* **EXERCISE INPUTS**
________
//! # Bounty Domains
//!
//! The event families rules are written for, and the names rule files use
//! to refer to game values.
//!
//! | Query | Events |
//! |---|---|
//! | [`ItemQuery`] | block break, block place, craft, smelt |
//! | [`MobQuery`] | mob kill |
//! | [`PotionQuery`] | brew |
//! | [`PlayerQuery`] | player death |
//! | [`PresetQuery`] | rule book selection |
//!
//! Every query type comes with an `event` constructor for the host's event
//! adapter. Name lookups go through [`Registries`], built explicitly and
//! handed to whoever needs them.

#![deny(missing_docs)]
#![deny(unsafe_code)]
#![deny(clippy::all)]
#![warn(clippy::pedantic)]
#![deny(clippy::perf)]

use bounty_core::Attr;

pub mod builtin;
pub mod error;
pub mod ids;
pub mod item;
pub mod mob;
pub mod player;
pub mod potion;
pub mod preset;
pub mod registry;

pub use error::{RegistryError, RegistryResult};
pub use ids::{DamageCause, ItemId, MobType, PotionType};
pub use item::{ItemIndex, ItemQuery};
pub use mob::{MobIndex, MobKill, MobQuery};
pub use player::{PlayerIndex, PlayerQuery};
pub use potion::{PotionIndex, PotionQuery};
pub use preset::{PresetIndex, PresetQuery};
pub use registry::{normalize_name, Registries, Registry, RegistryBuilder};

/// Name an event carries when it has no name for an attribute (a player in
/// no group, an event with no active preset). [`rule_names`] drops blank
/// names, so no rule can list it.
pub const NO_NAME: &str = "";

/// Event readings of one attribute. No readings at all means the event
/// cannot discriminate, so the attribute stays open.
pub(crate) fn readings<V: PartialEq>(values: impl IntoIterator<Item = V>) -> Attr<V> {
    match Attr::one_of(values) {
        Attr::MatchesNothing => Attr::Unconstrained,
        attr => attr,
    }
}

/// Lowercased rule-side names. Blank names are dropped; a list with nothing
/// left matches nothing.
#[must_use]
pub fn rule_names<S: AsRef<str>>(names: impl IntoIterator<Item = S>) -> Attr<String> {
    Attr::one_of(
        names
            .into_iter()
            .map(|name| name.as_ref().trim().to_lowercase())
            .filter(|name| !name.is_empty()),
    )
}

/// Returns true if `name` is empty once trimmed.
#[inline]
#[must_use]
pub fn is_blank_name(name: &str) -> bool {
    name.trim().is_empty()
}

/// Lowercased event-side names. With no names the event carries
/// [`NO_NAME`], which only wildcard rules accept.
#[must_use]
pub fn event_names<S: AsRef<str>>(names: impl IntoIterator<Item = S>) -> Attr<String> {
    match rule_names(names) {
        Attr::MatchesNothing => Attr::one(NO_NAME.to_string()),
        attr => attr,
    }
}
________
* **PROBLEM**
Using the data above, tally each line in which "AsRef" appears and give the number with no other words.

* **WRITTEN SOLUTION**
2